« Les paysans haïtiens ne sont pas résignés »

Michel-Ange Jean Noel est coordinateur de l’association Gradimirh, nouvelle venue dans projet commun que le Mouvement paysan Papaye et Frères des Hommes mènent dans le Haut Plateau Central haïtien. Il nous a notamment parlé des freins à l’émancipation des paysans dans cette partie du pays.

Comment Gradimirh est arrivé dans le projet ?

Il y avait besoin d’une organisation avec une certaine expertise pour réaliser un diagnostic économique et organisationnel des endroits où allait se dérouler le projet et par la suite accompagner les groupements de paysans.
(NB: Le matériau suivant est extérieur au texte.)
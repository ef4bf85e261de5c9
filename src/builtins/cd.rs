use std::env;
use std::io::Write;
use std::path::Path;

use crate::builtins::registry::CommandInfo;
use crate::engine::path::expand_home;
use crate::engine::{ExecutionResult, Shell};
use crate::error::ShellError;
use crate::parser::Statement;

pub const COMMAND_INFO_CD: CommandInfo = CommandInfo {
    name: "cd",
    description: "Change the shell working directory.",
    usage: "cd [dir]\n\nChange the current directory to DIR. The default DIR is the home directory;\n`cd -` returns to the previous directory.",
    isolated: false,
    run: cd_runner,
};

pub const COMMAND_INFO_PWD: CommandInfo = CommandInfo {
    name: "pwd",
    description: "Print the name of the current working directory.",
    usage: "pwd\n\nPrint the absolute pathname of the current working directory.",
    isolated: false,
    run: pwd_runner,
};

pub fn pwd_runner(stmt: &mut Statement, _shell: &Shell) -> Result<ExecutionResult, ShellError> {
    let cwd = env::current_dir()?;
    writeln!(stmt.streams.stdout, "{}", cwd.display())?;
    Ok(ExecutionResult::KeepRunning)
}

pub fn cd_runner(stmt: &mut Statement, shell: &Shell) -> Result<ExecutionResult, ShellError> {
    let current = env::current_dir()?;

    let target = match stmt.args.first().map(String::as_str) {
        None => dirs::home_dir()
            .ok_or_else(|| ShellError::builtin("cd", "could not find home directory"))?,
        Some("-") => shell
            .previous_dir()
            .ok_or_else(|| ShellError::builtin("cd", "OLDPWD not set"))?,
        Some(dir) => expand_home(Path::new(dir)),
    };

    env::set_current_dir(&target).map_err(|_| {
        ShellError::builtin("cd", format!("no such file or directory: {}", target.display()))
    })?;

    shell.set_previous_dir(current);
    Ok(ExecutionResult::KeepRunning)
}

#[cfg(test)]
mod tests {
    use super::*;
    use crate::config::Config;

    #[test]
    fn test_cd_missing_directory() {
        let shell = Shell::new(Config::default()).unwrap();
        let mut stmt = Statement::resolved("cd", vec!["/nonexistent/rush/dir".to_string()]);
        let err = cd_runner(&mut stmt, &shell).unwrap_err();
        assert!(err.to_string().contains("no such file or directory"));
        assert!(shell.previous_dir().is_none());
    }

    #[test]
    fn test_cd_dash_without_previous() {
        let shell = Shell::new(Config::default()).unwrap();
        let mut stmt = Statement::resolved("cd", vec!["-".to_string()]);
        let err = cd_runner(&mut stmt, &shell).unwrap_err();
        assert_eq!(err.to_string(), "cd: OLDPWD not set");
    }
}
pub mod registry;

#[cfg(target_os = "linux")]
pub mod bindrun;
pub mod cd;
pub mod echo;
pub mod envdir;
pub mod help;
pub mod system;
pub mod tasks;
pub mod wait;
use std::io::Write;

use crate::builtins::registry::CommandInfo;
use crate::engine::{ExecutionResult, Shell};
use crate::error::ShellError;
use crate::parser::Statement;

pub const COMMAND_INFO: CommandInfo = CommandInfo {
    name: "echo",
    description: "Write arguments to the standard output.",
    usage: "echo [arg ...]",
    isolated: false,
    run,
};

pub fn run(stmt: &mut Statement, _shell: &Shell) -> Result<ExecutionResult, ShellError> {
    writeln!(stmt.streams.stdout, "{}", stmt.args.join(" "))?;
    Ok(ExecutionResult::KeepRunning)
}
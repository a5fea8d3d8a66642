use std::collections::HashMap;

use log::{debug, info, warn};

use crate::config::{DuplicatePolicy, JoinError, VoteRecord};
use crate::key::{normalize, CanonicalKey};

/// The results, grouped by category then by canonical key.
///
/// Built once per run and read-only afterwards, so it can be shared between
/// several reconciliations.
#[derive(PartialEq, Debug, Clone, Default)]
pub struct ResultIndex {
    by_category: HashMap<String, HashMap<CanonicalKey, VoteRecord>>,
    num_records: usize,
}

impl ResultIndex {
    /// Indexes the records.
    ///
    /// Any record whose identifiers cannot be normalized aborts the build. Two
    /// records of the same category under the same key are handled according
    /// to the duplicate policy: the build is rejected, or the first record
    /// encountered wins.
    pub fn build(records: &[VoteRecord], policy: DuplicatePolicy) -> Result<ResultIndex, JoinError> {
        let mut by_category: HashMap<String, HashMap<CanonicalKey, VoteRecord>> = HashMap::new();
        let mut num_records = 0;
        let mut num_dropped = 0;
        for r in records.iter() {
            let key = normalize(r.county_id, &r.precinct_id)?;
            let category_index = by_category.entry(r.category.clone()).or_default();
            if category_index.contains_key(&key) {
                match policy {
                    DuplicatePolicy::Reject => {
                        return Err(JoinError::DuplicateKey {
                            key: key.to_string(),
                            category: r.category.clone(),
                        });
                    }
                    DuplicatePolicy::KeepFirst => {
                        warn!(
                            "ResultIndex::build: dropping duplicate record for key {} in category {}",
                            key, r.category
                        );
                        num_dropped += 1;
                        continue;
                    }
                }
            }
            debug!("ResultIndex::build: {} {} -> {:?}", key, r.category, r);
            category_index.insert(key, r.clone());
            num_records += 1;
        }
        info!(
            "Indexed {} records in {} categories ({} duplicates dropped)",
            num_records,
            by_category.len(),
            num_dropped
        );
        Ok(ResultIndex {
            by_category,
            num_records,
        })
    }

    /// The record of a category under a key. Absence is not an error: the
    /// caller decides what it means.
    pub fn lookup(&self, key: &CanonicalKey, category: &str) -> Option<&VoteRecord> {
        self.by_category.get(category).and_then(|m| m.get(key))
    }

    /// The categories seen in the records, sorted.
    pub fn categories(&self) -> Vec<&str> {
        let mut res: Vec<&str> = self.by_category.keys().map(|s| s.as_str()).collect();
        res.sort_unstable();
        res
    }

    pub fn len(&self) -> usize {
        self.num_records
    }

    pub fn is_empty(&self) -> bool {
        self.num_records == 0
    }
}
Pourquoi avoir débuté le projet par un diagnostic ?

Car cela permet d’avoir une image de départ de l’activité que nous voulons mener. Pour pouvoir accompagner les groupements, il faut d’abord connaitre leur réalité : Que vivent-ils ? Tous les groupements membres du MPP ont été consultés. Les paysans, les coordinateurs des groupements ont été très présents pour répondre à nos questions, tout le monde a été impliqué. On s’est aperçu, grâce à cette consultation, que les groupements sont très actifs dans leurs activités agricoles mais que le rendement est faible et que les bénéfices ne sont pas forcément satisfaisants. On a pu faire des recommandations pour augmenter ce rendement, par exemple renforcer l’entretien de terre, travailler sur l’organisation du groupement. Nous nous axons beaucoup sur la formation pour cela.

Quel est le profil des paysans membres de ces groupements ?
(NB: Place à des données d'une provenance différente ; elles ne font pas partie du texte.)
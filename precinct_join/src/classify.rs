//! Mapping of percentages onto discrete colors.

use std::fmt::Display;

use log::debug;

use crate::config::JoinError;

/// Simple RGB color.
#[derive(Eq, PartialEq, Debug, Clone, Copy, Hash)]
pub struct Rgb {
    pub r: u8,
    pub g: u8,
    pub b: u8,
}

impl Rgb {
    pub const fn new(r: u8, g: u8, b: u8) -> Rgb {
        Rgb { r, g, b }
    }

    /// Parses `#rrggbb` (the leading `#` is optional).
    pub fn from_hex(s: &str) -> Option<Rgb> {
        let h = s.strip_prefix('#').unwrap_or(s);
        if h.len() != 6 || !h.chars().all(|c| c.is_ascii_hexdigit()) {
            return None;
        }
        let channel = |i: usize| u8::from_str_radix(&h[i..i + 2], 16).ok();
        Some(Rgb {
            r: channel(0)?,
            g: channel(2)?,
            b: channel(4)?,
        })
    }

    fn lerp(self, other: Rgb, t: f64) -> Rgb {
        let mix = |a: u8, b: u8| (a as f64 + (b as f64 - a as f64) * t).round() as u8;
        Rgb {
            r: mix(self.r, other.r),
            g: mix(self.g, other.g),
            b: mix(self.b, other.b),
        }
    }
}

impl Display for Rgb {
    /// Format as CSS hex: #rrggbb
    fn fmt(&self, f: &mut std::fmt::Formatter<'_>) -> std::fmt::Result {
        write!(f, "#{:02x}{:02x}{:02x}", self.r, self.g, self.b)
    }
}

/// The diverging red to blue palette with 11 classes (ColorBrewer RdBu).
pub const RDBU_11: [Rgb; 11] = [
    Rgb::new(0x67, 0x00, 0x1f),
    Rgb::new(0xb2, 0x18, 0x2b),
    Rgb::new(0xd6, 0x60, 0x4d),
    Rgb::new(0xf4, 0xa5, 0x82),
    Rgb::new(0xfd, 0xdb, 0xc7),
    Rgb::new(0xf7, 0xf7, 0xf7),
    Rgb::new(0xd1, 0xe5, 0xf0),
    Rgb::new(0x92, 0xc5, 0xde),
    Rgb::new(0x43, 0x93, 0xc3),
    Rgb::new(0x21, 0x66, 0xac),
    Rgb::new(0x05, 0x30, 0x61),
];

/// The fill of a feature on the map.
#[derive(Eq, PartialEq, Debug, Clone, Copy)]
pub enum Fill {
    Color(Rgb),
    /// The feature has nothing to classify. Rendered transparent.
    NoData,
}

impl Display for Fill {
    fn fmt(&self, f: &mut std::fmt::Formatter<'_>) -> std::fmt::Result {
        match self {
            Fill::Color(c) => write!(f, "{}", c),
            Fill::NoData => write!(f, "transparent"),
        }
    }
}

/// A bin of the scale. `[lower, upper)`, except the last one which also
/// contains its upper bound.
#[derive(PartialEq, Debug, Clone, Copy)]
pub struct Bin {
    pub lower: f64,
    pub upper: f64,
    pub color: Rgb,
}

/// An ordered list of contiguous bins covering `[min, max]`, each with a color.
#[derive(PartialEq, Debug, Clone)]
pub struct ColorScale {
    // Strictly increasing, at least 3 values.
    edges: Vec<f64>,
    // One per bin.
    colors: Vec<Rgb>,
}

fn invalid(reason: impl ToString) -> JoinError {
    JoinError::InvalidScale {
        reason: reason.to_string(),
    }
}

/// Samples `n` colors evenly along a palette, interpolating linearly between
/// its entries.
fn sample_palette(palette: &[Rgb], n: usize) -> Vec<Rgb> {
    if palette.len() == 1 || n == 1 {
        return vec![palette[0]; n];
    }
    let last = (palette.len() - 1) as f64;
    (0..n)
        .map(|i| {
            let pos = last * i as f64 / (n - 1) as f64;
            let lo = (pos.floor() as usize).min(palette.len() - 2);
            palette[lo].lerp(palette[lo + 1], pos - lo as f64)
        })
        .collect()
}

impl ColorScale {
    /// `bin_count` bins of equal width over `[min, max]`, colored with the
    /// RdBu palette.
    pub fn equal_bins(bin_count: usize, min: f64, max: f64) -> Result<ColorScale, JoinError> {
        if bin_count < 2 {
            return Err(invalid(format!("at least 2 bins are required, got {}", bin_count)));
        }
        if !(min.is_finite() && max.is_finite() && min < max) {
            return Err(invalid(format!("empty or infinite domain [{}, {}]", min, max)));
        }
        let width = (max - min) / bin_count as f64;
        let mut edges: Vec<f64> = (0..bin_count).map(|i| min + width * i as f64).collect();
        // The last edge is exactly the maximum, whatever the rounding.
        edges.push(max);
        ColorScale::from_thresholds(&edges)
    }

    /// Bins delimited by an explicit list of edges, colored with the RdBu palette.
    pub fn from_thresholds(edges: &[f64]) -> Result<ColorScale, JoinError> {
        if edges.len() < 3 {
            return Err(invalid(format!(
                "at least 3 thresholds are required, got {}",
                edges.len()
            )));
        }
        if edges.iter().any(|e| !e.is_finite()) {
            return Err(invalid("thresholds must be finite"));
        }
        if edges.windows(2).any(|w| w[0] >= w[1]) {
            return Err(invalid(format!(
                "thresholds must be strictly increasing: {:?}",
                edges
            )));
        }
        let colors = sample_palette(&RDBU_11, edges.len() - 1);
        Ok(ColorScale {
            edges: edges.to_vec(),
            colors,
        })
    }

    /// Recolors the bins by sampling the given palette.
    pub fn with_palette(self, palette: &[Rgb]) -> Result<ColorScale, JoinError> {
        if palette.is_empty() {
            return Err(invalid("the palette is empty"));
        }
        let colors = sample_palette(palette, self.num_bins());
        Ok(ColorScale {
            edges: self.edges,
            colors,
        })
    }

    pub fn num_bins(&self) -> usize {
        self.colors.len()
    }

    pub fn domain(&self) -> (f64, f64) {
        (self.edges[0], self.edges[self.edges.len() - 1])
    }

    pub fn bins(&self) -> Vec<Bin> {
        self.edges
            .windows(2)
            .zip(self.colors.iter())
            .map(|(w, c)| Bin {
                lower: w[0],
                upper: w[1],
                color: *c,
            })
            .collect()
    }

    /// The bin containing the value, after clamping it to the domain.
    ///
    /// A value sitting exactly on an edge belongs to the bin above it, except
    /// for the maximum which belongs to the last bin. NaN has no bin.
    pub fn bin_index(&self, value: f64) -> Option<usize> {
        if value.is_nan() {
            return None;
        }
        let (min, max) = self.domain();
        let x = value.clamp(min, max);
        // Number of edges <= x, at least 1 after clamping.
        let idx = self.edges.partition_point(|e| *e <= x) - 1;
        Some(idx.min(self.num_bins() - 1))
    }

    /// The fill for a value. NaN gets the no-data marker.
    pub fn classify(&self, value: f64) -> Fill {
        match self.bin_index(value) {
            Some(idx) => Fill::Color(self.colors[idx]),
            None => {
                debug!("ColorScale::classify: no bin for {}", value);
                Fill::NoData
            }
        }
    }
}

/// `bin_count` equal bins over `domain`.
pub fn build_scale(bin_count: usize, domain: (f64, f64)) -> Result<ColorScale, JoinError> {
    ColorScale::equal_bins(bin_count, domain.0, domain.1)
}

pub fn classify(scale: &ColorScale, value: f64) -> Fill {
    scale.classify(value)
}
L’âge moyen est entre 45 et 48 ans. Ce sont des éleveurs, des artisans, des agriculteurs.

Quel le principal obstacle à l’émancipation des paysans dans le centre d’Haïti ?

Principalement le changement climatique, les paysans ne savent plus quand il y aura de la pluie, dont ils dépendent entièrement. Ensuite ce sont les infrastructures qui manquent, comme les routes en goudron. Les paysans ne peuvent pas faire circuler leurs produits. Il n’y a pas non plus de coopératives agricoles, ni d’accès au crédit. Or leur émancipation sociale dépend en partie de leurs capacités économiques. Les paysans ne sont pas des gens résignés. Il y a toujours eu des luttes au niveau de la paysannerie. Pour changer, ils doivent d’abord prendre conscience de leur situation grâce à des formations et trouver des moyens financiers. Ils doivent se mettre ensemble, partager leurs expériences, c’est un aspect important pour être acteur de changement social.